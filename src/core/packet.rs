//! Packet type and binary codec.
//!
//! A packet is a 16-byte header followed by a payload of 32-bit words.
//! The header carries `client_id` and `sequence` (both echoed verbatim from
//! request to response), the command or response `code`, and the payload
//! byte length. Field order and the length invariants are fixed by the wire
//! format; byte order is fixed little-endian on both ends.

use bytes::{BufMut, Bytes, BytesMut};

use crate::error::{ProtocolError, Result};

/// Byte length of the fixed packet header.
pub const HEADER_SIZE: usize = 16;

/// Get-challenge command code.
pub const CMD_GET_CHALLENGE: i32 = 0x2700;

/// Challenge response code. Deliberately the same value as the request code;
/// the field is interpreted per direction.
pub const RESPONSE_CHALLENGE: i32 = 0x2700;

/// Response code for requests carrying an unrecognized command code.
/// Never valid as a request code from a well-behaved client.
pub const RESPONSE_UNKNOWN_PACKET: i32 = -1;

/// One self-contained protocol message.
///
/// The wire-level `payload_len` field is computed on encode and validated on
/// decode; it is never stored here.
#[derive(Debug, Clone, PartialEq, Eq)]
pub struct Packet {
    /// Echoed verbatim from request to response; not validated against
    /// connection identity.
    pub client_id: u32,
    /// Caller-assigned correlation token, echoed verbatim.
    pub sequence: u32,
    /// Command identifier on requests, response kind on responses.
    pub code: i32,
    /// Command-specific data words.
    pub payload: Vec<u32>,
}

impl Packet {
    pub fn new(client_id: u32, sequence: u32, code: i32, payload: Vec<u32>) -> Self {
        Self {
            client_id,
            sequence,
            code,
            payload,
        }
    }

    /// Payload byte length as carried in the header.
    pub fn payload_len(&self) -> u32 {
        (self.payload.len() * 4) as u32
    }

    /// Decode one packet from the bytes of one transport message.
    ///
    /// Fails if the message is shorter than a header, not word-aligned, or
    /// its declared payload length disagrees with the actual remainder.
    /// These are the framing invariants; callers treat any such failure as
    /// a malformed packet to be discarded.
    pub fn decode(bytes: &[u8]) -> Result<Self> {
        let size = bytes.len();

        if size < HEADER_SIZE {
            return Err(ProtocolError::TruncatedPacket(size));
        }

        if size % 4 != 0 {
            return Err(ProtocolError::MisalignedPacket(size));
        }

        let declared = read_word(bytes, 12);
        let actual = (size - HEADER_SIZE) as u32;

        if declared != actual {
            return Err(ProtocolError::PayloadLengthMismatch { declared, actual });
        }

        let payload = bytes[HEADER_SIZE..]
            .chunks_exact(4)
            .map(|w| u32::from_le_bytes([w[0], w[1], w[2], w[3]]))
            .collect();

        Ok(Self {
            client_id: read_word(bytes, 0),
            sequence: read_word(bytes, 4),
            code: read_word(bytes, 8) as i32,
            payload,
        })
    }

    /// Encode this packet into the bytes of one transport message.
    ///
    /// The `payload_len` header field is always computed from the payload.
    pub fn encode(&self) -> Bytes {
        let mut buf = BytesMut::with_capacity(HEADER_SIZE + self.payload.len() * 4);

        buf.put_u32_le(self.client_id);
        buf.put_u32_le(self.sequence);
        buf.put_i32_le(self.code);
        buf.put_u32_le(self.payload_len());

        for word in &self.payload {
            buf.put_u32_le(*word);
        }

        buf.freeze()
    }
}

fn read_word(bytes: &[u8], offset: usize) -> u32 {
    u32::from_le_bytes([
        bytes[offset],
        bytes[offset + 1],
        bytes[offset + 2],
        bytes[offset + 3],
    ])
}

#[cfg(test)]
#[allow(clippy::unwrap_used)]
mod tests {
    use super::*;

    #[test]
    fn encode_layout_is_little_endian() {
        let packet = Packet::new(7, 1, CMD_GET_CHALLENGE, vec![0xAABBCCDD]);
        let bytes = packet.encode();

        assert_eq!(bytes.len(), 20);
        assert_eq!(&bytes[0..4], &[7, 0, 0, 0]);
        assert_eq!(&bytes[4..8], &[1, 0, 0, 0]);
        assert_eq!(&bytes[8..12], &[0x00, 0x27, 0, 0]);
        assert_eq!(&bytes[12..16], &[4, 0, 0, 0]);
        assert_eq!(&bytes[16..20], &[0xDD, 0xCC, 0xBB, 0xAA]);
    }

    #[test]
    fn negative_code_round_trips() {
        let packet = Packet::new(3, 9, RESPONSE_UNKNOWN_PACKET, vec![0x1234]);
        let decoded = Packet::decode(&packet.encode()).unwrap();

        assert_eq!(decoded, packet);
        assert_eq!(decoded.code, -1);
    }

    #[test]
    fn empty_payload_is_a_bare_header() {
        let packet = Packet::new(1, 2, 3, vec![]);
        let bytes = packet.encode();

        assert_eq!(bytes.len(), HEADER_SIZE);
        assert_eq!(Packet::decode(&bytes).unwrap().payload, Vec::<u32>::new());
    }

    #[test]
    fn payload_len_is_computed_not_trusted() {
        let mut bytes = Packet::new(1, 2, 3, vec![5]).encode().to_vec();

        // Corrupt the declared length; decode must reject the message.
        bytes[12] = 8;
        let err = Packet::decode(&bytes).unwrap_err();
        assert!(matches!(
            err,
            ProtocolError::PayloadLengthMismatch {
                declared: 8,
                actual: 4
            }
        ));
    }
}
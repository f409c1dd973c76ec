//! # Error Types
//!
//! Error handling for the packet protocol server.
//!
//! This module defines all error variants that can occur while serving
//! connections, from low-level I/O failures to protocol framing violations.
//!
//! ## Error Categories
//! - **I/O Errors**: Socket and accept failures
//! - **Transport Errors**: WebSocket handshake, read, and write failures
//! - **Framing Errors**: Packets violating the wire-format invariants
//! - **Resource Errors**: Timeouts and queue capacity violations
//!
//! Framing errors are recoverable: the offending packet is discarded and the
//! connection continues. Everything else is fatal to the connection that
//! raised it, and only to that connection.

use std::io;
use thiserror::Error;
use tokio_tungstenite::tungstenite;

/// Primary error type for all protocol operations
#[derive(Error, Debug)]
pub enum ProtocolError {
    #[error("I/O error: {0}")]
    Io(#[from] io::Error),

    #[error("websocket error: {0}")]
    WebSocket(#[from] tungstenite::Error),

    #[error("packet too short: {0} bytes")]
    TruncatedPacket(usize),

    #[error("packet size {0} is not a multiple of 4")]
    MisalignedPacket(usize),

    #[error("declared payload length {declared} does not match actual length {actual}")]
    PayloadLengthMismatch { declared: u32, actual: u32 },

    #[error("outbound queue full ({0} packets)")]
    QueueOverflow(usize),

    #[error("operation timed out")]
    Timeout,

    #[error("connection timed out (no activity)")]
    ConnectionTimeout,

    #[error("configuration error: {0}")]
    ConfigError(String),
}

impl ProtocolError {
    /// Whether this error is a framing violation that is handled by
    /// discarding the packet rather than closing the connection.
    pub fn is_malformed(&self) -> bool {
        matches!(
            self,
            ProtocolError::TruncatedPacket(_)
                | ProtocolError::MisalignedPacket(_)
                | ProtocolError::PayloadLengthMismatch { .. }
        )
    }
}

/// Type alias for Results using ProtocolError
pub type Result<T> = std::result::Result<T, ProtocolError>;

==

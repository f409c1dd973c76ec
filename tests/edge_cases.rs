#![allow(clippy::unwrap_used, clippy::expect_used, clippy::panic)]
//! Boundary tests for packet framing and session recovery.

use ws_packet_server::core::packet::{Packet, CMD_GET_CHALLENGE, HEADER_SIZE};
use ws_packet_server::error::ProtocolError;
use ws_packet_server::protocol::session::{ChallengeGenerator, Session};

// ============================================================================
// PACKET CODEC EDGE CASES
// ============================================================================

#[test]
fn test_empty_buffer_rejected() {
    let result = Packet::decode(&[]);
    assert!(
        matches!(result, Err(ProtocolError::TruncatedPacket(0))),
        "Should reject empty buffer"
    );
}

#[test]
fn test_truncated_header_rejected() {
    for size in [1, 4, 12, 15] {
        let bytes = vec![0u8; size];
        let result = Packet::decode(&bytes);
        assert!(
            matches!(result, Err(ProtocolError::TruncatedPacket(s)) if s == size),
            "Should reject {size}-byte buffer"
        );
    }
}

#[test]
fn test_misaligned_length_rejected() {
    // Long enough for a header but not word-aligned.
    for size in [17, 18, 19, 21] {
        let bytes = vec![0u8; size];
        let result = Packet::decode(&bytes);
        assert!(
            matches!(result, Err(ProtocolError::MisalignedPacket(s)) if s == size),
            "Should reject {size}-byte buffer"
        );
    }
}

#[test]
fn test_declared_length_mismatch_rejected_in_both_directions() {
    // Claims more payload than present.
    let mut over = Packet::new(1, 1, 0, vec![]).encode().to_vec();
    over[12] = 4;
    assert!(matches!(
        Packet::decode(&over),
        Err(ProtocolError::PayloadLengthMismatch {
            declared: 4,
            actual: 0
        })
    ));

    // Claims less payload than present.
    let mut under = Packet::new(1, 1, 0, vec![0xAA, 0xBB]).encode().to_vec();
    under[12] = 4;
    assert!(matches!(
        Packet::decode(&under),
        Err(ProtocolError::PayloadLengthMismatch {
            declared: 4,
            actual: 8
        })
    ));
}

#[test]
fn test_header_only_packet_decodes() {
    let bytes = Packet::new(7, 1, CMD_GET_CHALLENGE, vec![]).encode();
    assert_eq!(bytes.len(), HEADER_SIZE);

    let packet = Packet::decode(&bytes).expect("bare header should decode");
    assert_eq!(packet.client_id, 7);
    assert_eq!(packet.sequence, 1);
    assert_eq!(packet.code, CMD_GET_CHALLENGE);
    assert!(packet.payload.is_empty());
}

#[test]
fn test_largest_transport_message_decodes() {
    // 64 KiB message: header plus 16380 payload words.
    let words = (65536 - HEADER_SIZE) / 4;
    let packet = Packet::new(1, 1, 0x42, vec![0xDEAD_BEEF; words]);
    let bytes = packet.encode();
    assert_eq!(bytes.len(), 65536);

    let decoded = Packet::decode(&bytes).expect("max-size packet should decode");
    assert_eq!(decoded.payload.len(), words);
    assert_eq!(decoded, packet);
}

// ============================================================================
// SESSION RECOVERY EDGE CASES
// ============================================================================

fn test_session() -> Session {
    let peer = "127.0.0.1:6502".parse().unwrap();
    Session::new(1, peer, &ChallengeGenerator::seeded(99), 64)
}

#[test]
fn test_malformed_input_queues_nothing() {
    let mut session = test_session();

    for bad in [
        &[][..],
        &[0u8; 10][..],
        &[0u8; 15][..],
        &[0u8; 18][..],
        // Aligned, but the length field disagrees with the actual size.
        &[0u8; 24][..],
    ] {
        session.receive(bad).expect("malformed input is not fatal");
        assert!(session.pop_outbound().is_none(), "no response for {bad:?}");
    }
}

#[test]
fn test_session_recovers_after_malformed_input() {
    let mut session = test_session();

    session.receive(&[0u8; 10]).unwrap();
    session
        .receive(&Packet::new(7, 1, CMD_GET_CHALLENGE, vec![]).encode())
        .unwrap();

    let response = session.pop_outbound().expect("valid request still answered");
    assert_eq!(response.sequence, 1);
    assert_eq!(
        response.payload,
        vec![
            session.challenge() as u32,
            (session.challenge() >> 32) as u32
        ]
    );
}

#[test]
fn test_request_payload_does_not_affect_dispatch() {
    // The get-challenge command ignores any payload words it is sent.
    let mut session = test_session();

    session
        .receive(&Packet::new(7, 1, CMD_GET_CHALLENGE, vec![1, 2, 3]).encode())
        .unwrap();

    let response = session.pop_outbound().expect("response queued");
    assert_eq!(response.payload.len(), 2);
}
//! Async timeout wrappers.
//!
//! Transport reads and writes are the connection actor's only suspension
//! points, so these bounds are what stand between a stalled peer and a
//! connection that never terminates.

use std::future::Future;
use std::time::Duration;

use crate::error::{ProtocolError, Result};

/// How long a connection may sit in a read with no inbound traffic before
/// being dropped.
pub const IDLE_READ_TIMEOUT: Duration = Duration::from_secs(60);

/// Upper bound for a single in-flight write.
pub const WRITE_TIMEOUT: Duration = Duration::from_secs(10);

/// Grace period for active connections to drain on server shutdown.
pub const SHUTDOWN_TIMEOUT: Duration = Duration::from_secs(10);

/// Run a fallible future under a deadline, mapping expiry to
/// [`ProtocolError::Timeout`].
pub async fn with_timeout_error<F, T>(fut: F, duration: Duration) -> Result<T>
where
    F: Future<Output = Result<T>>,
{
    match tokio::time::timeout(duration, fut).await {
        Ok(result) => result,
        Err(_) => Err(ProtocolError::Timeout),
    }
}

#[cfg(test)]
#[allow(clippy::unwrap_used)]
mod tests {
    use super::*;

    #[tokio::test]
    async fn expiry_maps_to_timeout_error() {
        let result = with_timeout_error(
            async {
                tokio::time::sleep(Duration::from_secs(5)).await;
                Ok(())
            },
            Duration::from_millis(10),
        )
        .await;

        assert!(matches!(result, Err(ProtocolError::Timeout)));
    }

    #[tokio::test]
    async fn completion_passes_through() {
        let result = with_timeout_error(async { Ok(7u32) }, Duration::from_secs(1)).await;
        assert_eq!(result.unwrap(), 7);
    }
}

--

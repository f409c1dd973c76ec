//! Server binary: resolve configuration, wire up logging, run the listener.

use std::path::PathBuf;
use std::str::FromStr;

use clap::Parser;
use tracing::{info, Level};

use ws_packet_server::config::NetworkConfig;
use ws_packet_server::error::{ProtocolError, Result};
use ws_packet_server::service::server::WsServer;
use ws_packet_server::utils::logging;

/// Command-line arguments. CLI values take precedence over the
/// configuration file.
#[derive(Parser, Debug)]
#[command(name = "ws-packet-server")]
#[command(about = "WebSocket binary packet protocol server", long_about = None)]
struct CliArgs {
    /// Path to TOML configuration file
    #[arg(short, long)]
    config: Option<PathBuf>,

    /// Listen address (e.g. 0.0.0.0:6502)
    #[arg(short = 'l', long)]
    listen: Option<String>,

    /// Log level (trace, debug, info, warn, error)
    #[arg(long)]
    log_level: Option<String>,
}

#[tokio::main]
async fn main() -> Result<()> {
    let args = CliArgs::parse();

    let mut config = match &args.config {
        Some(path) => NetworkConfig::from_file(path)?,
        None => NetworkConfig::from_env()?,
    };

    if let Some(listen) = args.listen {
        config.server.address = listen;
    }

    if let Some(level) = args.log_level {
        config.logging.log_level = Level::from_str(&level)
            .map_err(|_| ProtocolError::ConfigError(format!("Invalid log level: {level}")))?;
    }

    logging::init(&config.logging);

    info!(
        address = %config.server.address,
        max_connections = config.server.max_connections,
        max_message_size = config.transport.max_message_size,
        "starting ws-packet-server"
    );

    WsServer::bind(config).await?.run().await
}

AIM OF THE TASK: Give back, word for word, only the lines above from the line holding "(self.payload.len() * 4) as u32" to the line holding "to be discarded.", both included.

ANSWER FOR THE TASK:
        (self.payload.len() * 4) as u32
    }

    /// Decode one packet from the bytes of one transport message.
    ///
    /// Fails if the message is shorter than a header, not word-aligned, or
    /// its declared payload length disagrees with the actual remainder.
    /// These are the framing invariants; callers treat any such failure as
    /// a malformed packet to be discarded.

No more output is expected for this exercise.